WORK ITEM. Respond with the count alone after checking every line in the material below for "Create".

ENTRIES SUPPLIED.

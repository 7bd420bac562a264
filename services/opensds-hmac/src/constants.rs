// Licensed to the Apache Software Foundation (ASF) under one
// or more contributor license agreements.  See the NOTICE file
// distributed with this work for additional information
// regarding copyright ownership.  The ASF licenses this file
// to you under the Apache License, Version 2.0 (the
// "License"); you may not use this file except in compliance
// with the License.  You may obtain a copy of the License at
//
//   http://www.apache.org/licenses/LICENSE-2.0
//
// Unless required by applicable law or agreed to in writing,
// software distributed under the License is distributed on an
// "AS IS" BASIS, WITHOUT WARRANTIES OR CONDITIONS OF ANY
// KIND, either express or implied.  See the License for the
// specific language governing permissions and limitations
// under the License.

use percent_encoding::AsciiSet;
use percent_encoding::NON_ALPHANUMERIC;

// Headers used in the signing scheme.
pub const X_AUTH_DATE: &str = "x-auth-date";
pub const X_AUTH_TOKEN: &str = "x-auth-token";
pub const X_SUBJECT_TOKEN: &str = "x-subject-token";

// Signing scheme literals.
pub const ALGORITHM: &str = "OPENSDS-HMAC-SHA256";
pub const SECRET_PREFIX: &str = "OPENSDS";
pub const TERMINATOR: &str = "sign_request";

/// Hex SHA-256 of the empty string, used as the digest of an empty body.
pub const EMPTY_STRING_SHA256: &str =
    "e3b0c44298fc1c149afbf4c8996fb92427ae41e4649b934ca495991b7852b855";

// Env values used by the providers.
pub const OPENSDS_ACCESS_KEY_ID: &str = "OPENSDS_ACCESS_KEY_ID";
pub const OPENSDS_SECRET_ACCESS_KEY: &str = "OPENSDS_SECRET_ACCESS_KEY";
pub const OS_AUTH_URL: &str = "OS_AUTH_URL";
pub const OS_AUTH_TOKEN: &str = "OS_AUTH_TOKEN";
pub const OS_USERNAME: &str = "OS_USERNAME";
pub const OS_PASSWORD: &str = "OS_PASSWORD";
pub const OS_USER_DOMAIN_NAME: &str = "OS_USER_DOMAIN_NAME";
pub const OS_PROJECT_NAME: &str = "OS_PROJECT_NAME";
pub const OS_PROJECT_DOMAIN_NAME: &str = "OS_PROJECT_DOMAIN_NAME";

// Provider labels stamped on credentials.
pub const STATIC_PROVIDER_NAME: &str = "StaticProvider";
pub const ENV_PROVIDER_NAME: &str = "EnvProvider";
pub const KEYSTONE_PROVIDER_NAME: &str = "KeystoneProvider";

/// AsciiSet for query keys and values.
///
/// - Encode every byte except the unreserved characters: 'A'-'Z', 'a'-'z', '0'-'9', '-', '.', '_', and '~'.
pub static QUERY_ENCODE_SET: AsciiSet = NON_ALPHANUMERIC
    .remove(b'-')
    .remove(b'.')
    .remove(b'_')
    .remove(b'~');
use crate::{constants::*, Credential};
use async_trait::async_trait;
use mcsign_core::{Context, ProvideCredential, Result};

/// EnvCredentialProvider loads credentials from environment variables.
///
/// This provider looks for the following environment variables:
/// - `OPENSDS_ACCESS_KEY_ID`: The access key ID
/// - `OPENSDS_SECRET_ACCESS_KEY`: The secret access key
///
/// Returns `Ok(None)` unless both are set and non-empty.
#[derive(Debug, Default)]
pub struct EnvCredentialProvider;

impl EnvCredentialProvider {
    /// Create a new EnvCredentialProvider.
    pub fn new() -> Self {
        Self
    }
}

#[async_trait]
impl ProvideCredential for EnvCredentialProvider {
    type Credential = Credential;

    async fn provide_credential(&self, ctx: &Context) -> Result<Option<Self::Credential>> {
        let access_key_id = ctx.env_var(OPENSDS_ACCESS_KEY_ID).filter(|v| !v.is_empty());
        let secret_access_key = ctx
            .env_var(OPENSDS_SECRET_ACCESS_KEY)
            .filter(|v| !v.is_empty());

        match (access_key_id, secret_access_key) {
            (Some(ak), Some(sk)) => Ok(Some(Credential::new(ak, sk, ENV_PROVIDER_NAME))),
            _ => Ok(None),
        }
    }

    fn name(&self) -> &'static str {
        ENV_PROVIDER_NAME
    }
}

#[cfg(test)]
mod tests {
    use super::*;
    use mcsign_core::StaticEnv;
    use std::collections::HashMap;
    use test_case::test_case;

    fn context(envs: &[(&str, &str)]) -> Context {
        Context::new().with_env(StaticEnv {
            envs: envs
                .iter()
                .map(|(k, v)| (k.to_string(), v.to_string()))
                .collect::<HashMap<_, _>>(),
        })
    }

    #[tokio::test]
    async fn test_env_credential_provider() -> Result<()> {
        let ctx = context(&[
            (OPENSDS_ACCESS_KEY_ID, "test_access_key"),
            (OPENSDS_SECRET_ACCESS_KEY, "test_secret_key"),
        ]);

        let cred = EnvCredentialProvider::new()
            .provide_credential(&ctx)
            .await?
            .expect("credential must be provided");
        assert_eq!(cred.access_key_id, "test_access_key");
        assert_eq!(cred.secret_access_key, "test_secret_key");
        assert_eq!(cred.provider_name, "EnvProvider");

        Ok(())
    }

    #[test_case(&[]; "nothing set")]
    #[test_case(&[(OPENSDS_ACCESS_KEY_ID, "test_access_key")]; "secret missing")]
    #[test_case(&[(OPENSDS_ACCESS_KEY_ID, ""), (OPENSDS_SECRET_ACCESS_KEY, "sk")]; "empty access key")]
    #[tokio::test]
    async fn test_env_credential_provider_partial(envs: &[(&str, &str)]) {
        let cred = EnvCredentialProvider::new()
            .provide_credential(&context(envs))
            .await
            .expect("provider must not fail");
        assert!(cred.is_none());
    }
}
use async_trait::async_trait;
use log::debug;
use mcsign_core::{Context, Error, ProvideCredential, Result};
use serde::Deserialize;

use crate::constants::KEYSTONE_PROVIDER_NAME;
use crate::{Config, Credential, IdentityClient};

/// KeystoneCredentialProvider looks up the secret of one access key in
/// Keystone's EC2 credential store.
///
/// Each call lists `/v3/credentials`, decodes every entry's `blob` and returns
/// the first whose `access` equals the configured access key. No entry
/// matching is reported as [`mcsign_core::ErrorKind::CredentialMissing`].
///
/// References:
/// - [Identity API v3: Credentials](https://docs.openstack.org/api-ref/identity/v3/#credentials)
#[derive(Debug, Clone)]
pub struct KeystoneCredentialProvider {
    client: IdentityClient,
    access_key_id: String,
}

impl KeystoneCredentialProvider {
    /// Create a provider that looks up `access_key_id` through `client`.
    pub fn new(client: IdentityClient, access_key_id: impl Into<String>) -> Self {
        Self {
            client,
            access_key_id: access_key_id.into(),
        }
    }

    /// Create a provider from config.
    ///
    /// Needs `access_key_id` plus whatever [`IdentityClient::from_config`] needs.
    pub fn from_config(cfg: &Config) -> Result<Self> {
        let access_key_id = cfg
            .access_key_id
            .as_deref()
            .filter(|v| !v.is_empty())
            .ok_or_else(|| Error::config_invalid("access_key_id to look up is not set"))?;

        Ok(Self::new(IdentityClient::from_config(cfg)?, access_key_id))
    }

    /// Access key this provider looks up.
    pub fn access_key_id(&self) -> &str {
        &self.access_key_id
    }
}

#[async_trait]
impl ProvideCredential for KeystoneCredentialProvider {
    type Credential = Credential;

    async fn provide_credential(&self, ctx: &Context) -> Result<Option<Self::Credential>> {
        let entries = self.client.list_credentials(ctx).await?;

        for entry in entries {
            let blob: Ec2Blob = serde_json::from_str(&entry.blob).map_err(|e| {
                Error::credential_fetch_failed(format!(
                    "failed to parse blob of keystone credential {}",
                    entry.id
                ))
                .with_source(e)
            })?;

            if blob.access == self.access_key_id {
                debug!(
                    "access key found in keystone credential {} of type {}",
                    entry.id, entry.kind
                );
                return Ok(Some(Credential::new(
                    blob.access,
                    blob.secret,
                    KEYSTONE_PROVIDER_NAME,
                )));
            }
        }

        Err(Error::credential_missing("credential is missing"))
    }

    fn name(&self) -> &'static str {
        KEYSTONE_PROVIDER_NAME
    }
}

#[derive(Deserialize)]
struct Ec2Blob {
    access: String,
    secret: String,
}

RESPONSE BOX. 3